What you need to do
Take the data from its first line. Print each line exactly until the line containing "recently attached last." has been printed too.

##### Given records #####

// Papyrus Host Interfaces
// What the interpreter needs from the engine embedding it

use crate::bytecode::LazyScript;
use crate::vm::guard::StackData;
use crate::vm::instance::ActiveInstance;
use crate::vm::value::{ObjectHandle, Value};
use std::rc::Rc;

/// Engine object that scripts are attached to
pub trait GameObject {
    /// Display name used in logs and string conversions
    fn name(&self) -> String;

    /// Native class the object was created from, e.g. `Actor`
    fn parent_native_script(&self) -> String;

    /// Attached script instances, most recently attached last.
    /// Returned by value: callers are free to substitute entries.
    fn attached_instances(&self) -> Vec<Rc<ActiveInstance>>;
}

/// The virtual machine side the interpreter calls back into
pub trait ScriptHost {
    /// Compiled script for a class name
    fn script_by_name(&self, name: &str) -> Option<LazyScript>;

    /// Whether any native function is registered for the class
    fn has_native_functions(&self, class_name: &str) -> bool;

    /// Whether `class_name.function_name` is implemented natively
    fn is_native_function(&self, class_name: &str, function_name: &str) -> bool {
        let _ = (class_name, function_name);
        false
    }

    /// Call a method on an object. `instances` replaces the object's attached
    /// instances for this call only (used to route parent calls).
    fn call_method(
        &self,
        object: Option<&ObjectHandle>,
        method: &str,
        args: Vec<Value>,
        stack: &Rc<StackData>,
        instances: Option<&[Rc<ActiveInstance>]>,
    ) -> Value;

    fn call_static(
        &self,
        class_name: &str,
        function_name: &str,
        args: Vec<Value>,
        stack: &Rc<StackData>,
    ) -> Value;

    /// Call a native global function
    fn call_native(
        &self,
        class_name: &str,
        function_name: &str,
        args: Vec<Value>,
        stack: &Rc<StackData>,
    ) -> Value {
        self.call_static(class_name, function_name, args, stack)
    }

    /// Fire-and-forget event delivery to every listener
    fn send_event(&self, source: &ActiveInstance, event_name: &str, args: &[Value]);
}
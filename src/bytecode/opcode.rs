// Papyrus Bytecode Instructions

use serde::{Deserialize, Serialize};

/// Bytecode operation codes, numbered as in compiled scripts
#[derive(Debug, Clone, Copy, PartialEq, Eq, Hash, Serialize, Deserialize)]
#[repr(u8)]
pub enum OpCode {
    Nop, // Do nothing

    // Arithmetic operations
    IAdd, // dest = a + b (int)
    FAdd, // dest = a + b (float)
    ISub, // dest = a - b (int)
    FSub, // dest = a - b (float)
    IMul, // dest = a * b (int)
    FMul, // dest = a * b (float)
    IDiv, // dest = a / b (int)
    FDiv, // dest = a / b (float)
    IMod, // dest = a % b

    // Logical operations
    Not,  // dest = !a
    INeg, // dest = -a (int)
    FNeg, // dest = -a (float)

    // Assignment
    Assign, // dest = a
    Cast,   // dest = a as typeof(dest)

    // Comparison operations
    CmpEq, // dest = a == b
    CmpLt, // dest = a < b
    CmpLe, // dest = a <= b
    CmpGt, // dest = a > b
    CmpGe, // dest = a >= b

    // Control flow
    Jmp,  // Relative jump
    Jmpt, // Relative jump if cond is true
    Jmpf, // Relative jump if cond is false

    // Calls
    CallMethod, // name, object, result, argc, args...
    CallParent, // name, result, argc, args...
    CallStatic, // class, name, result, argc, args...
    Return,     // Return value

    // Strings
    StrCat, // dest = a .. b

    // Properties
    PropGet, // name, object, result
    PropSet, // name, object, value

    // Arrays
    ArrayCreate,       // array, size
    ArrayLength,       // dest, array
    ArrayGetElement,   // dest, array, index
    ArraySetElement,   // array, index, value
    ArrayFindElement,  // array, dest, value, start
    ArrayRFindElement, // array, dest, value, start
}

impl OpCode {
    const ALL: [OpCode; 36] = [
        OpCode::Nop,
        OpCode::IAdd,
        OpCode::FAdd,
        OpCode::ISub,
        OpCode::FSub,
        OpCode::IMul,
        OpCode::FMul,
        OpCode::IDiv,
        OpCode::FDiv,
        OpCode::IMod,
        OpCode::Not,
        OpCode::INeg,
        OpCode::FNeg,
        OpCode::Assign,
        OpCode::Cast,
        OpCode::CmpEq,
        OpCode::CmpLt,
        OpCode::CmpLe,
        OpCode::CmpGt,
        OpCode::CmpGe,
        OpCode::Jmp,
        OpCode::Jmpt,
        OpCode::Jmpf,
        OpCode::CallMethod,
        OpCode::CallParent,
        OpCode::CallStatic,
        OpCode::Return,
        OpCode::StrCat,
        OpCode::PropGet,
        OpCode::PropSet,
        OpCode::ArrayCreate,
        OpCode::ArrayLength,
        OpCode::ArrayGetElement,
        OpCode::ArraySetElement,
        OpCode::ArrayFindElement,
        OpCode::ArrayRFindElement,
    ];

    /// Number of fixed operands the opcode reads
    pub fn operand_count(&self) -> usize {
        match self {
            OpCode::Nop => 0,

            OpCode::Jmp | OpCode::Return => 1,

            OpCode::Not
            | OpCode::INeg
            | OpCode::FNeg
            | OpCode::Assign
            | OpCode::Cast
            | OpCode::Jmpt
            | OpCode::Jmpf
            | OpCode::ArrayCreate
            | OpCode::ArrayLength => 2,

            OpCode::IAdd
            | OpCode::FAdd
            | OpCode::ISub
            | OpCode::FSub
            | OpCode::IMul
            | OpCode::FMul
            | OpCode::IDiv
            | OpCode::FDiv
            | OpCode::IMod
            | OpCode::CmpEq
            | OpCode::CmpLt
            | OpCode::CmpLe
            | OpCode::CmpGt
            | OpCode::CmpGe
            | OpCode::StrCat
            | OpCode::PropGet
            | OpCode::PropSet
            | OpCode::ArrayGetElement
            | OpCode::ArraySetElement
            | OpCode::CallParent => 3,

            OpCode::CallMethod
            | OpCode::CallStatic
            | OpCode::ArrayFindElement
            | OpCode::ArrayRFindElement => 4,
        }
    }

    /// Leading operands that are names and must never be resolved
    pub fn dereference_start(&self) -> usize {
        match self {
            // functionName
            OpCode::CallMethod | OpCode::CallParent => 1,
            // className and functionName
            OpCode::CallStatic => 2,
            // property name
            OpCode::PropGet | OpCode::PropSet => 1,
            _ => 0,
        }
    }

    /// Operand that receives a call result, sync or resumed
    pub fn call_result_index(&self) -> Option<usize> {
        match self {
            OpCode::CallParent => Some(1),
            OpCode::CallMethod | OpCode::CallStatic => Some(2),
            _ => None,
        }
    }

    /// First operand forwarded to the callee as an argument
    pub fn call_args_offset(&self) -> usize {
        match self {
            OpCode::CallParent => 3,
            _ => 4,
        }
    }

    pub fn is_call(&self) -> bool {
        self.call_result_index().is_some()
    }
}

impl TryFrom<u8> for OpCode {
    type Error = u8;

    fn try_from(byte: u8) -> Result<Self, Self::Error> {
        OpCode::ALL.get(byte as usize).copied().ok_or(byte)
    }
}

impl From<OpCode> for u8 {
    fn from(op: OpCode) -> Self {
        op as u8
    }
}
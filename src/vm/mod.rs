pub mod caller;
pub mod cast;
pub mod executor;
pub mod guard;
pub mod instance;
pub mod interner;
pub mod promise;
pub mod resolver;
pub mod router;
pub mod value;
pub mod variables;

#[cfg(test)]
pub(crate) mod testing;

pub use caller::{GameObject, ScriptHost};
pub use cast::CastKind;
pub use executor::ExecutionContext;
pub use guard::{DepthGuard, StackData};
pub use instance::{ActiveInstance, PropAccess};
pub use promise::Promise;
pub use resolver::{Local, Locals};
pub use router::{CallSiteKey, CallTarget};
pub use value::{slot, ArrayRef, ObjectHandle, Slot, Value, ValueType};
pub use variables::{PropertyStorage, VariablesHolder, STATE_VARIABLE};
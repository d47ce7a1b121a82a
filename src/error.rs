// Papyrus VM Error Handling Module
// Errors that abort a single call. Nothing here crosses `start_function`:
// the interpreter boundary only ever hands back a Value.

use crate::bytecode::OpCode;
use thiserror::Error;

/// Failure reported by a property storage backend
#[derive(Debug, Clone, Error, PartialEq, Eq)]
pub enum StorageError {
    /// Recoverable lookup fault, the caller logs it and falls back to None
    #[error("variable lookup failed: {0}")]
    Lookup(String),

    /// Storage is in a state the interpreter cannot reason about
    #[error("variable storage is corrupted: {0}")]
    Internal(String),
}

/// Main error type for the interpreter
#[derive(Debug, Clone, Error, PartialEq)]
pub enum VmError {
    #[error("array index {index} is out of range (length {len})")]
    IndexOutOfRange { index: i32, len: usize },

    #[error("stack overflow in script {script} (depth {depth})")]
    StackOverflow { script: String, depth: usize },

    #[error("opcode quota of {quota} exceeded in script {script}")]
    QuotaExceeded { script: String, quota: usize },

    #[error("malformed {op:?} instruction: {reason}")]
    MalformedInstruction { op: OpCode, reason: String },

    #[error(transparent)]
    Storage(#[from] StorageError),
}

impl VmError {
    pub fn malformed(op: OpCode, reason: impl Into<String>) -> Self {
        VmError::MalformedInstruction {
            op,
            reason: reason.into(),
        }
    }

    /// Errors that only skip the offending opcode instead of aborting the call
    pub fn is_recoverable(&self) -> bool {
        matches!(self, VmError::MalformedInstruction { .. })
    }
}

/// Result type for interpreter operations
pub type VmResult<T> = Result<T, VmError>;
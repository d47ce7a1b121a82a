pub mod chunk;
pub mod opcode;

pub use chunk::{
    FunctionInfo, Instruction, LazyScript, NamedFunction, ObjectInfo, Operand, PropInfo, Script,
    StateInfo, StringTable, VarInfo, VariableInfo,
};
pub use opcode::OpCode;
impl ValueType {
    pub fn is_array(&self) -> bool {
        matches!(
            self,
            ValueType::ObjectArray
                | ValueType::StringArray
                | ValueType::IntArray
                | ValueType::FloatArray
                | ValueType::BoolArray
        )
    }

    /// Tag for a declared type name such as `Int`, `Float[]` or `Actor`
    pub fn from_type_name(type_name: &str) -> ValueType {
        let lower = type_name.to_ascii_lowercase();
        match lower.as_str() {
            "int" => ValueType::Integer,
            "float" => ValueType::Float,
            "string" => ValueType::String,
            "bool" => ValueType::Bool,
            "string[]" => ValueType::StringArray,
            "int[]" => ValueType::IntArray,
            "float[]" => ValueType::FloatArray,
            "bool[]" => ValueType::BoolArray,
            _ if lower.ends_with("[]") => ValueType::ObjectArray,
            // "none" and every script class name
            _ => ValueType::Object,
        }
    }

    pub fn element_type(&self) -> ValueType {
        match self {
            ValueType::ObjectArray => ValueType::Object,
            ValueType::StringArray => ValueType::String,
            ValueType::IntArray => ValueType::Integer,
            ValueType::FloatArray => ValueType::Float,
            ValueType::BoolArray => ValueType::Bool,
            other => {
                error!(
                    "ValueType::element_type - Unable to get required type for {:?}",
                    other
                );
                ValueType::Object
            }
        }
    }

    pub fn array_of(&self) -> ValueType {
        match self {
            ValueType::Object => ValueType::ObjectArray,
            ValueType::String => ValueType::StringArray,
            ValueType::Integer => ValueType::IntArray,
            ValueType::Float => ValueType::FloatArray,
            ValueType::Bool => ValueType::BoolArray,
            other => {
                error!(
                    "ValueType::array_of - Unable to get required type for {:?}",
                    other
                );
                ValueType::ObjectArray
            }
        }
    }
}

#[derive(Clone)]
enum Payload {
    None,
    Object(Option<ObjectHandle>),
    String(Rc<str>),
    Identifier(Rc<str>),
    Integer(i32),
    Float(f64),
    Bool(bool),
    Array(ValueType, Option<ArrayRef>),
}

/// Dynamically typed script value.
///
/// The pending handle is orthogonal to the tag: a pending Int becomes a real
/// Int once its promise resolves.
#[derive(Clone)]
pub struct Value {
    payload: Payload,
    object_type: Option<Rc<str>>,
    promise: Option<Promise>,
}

#####

Answer box
// Papyrus Host Interfaces
// What the interpreter needs from the engine embedding it

use crate::bytecode::LazyScript;
use crate::vm::guard::StackData;
use crate::vm::instance::ActiveInstance;
use crate::vm::value::{ObjectHandle, Value};
use std::rc::Rc;

/// Engine object that scripts are attached to
pub trait GameObject {
    /// Display name used in logs and string conversions
    fn name(&self) -> String;

    /// Native class the object was created from, e.g. `Actor`
    fn parent_native_script(&self) -> String;

    /// Attached script instances, most recently attached last.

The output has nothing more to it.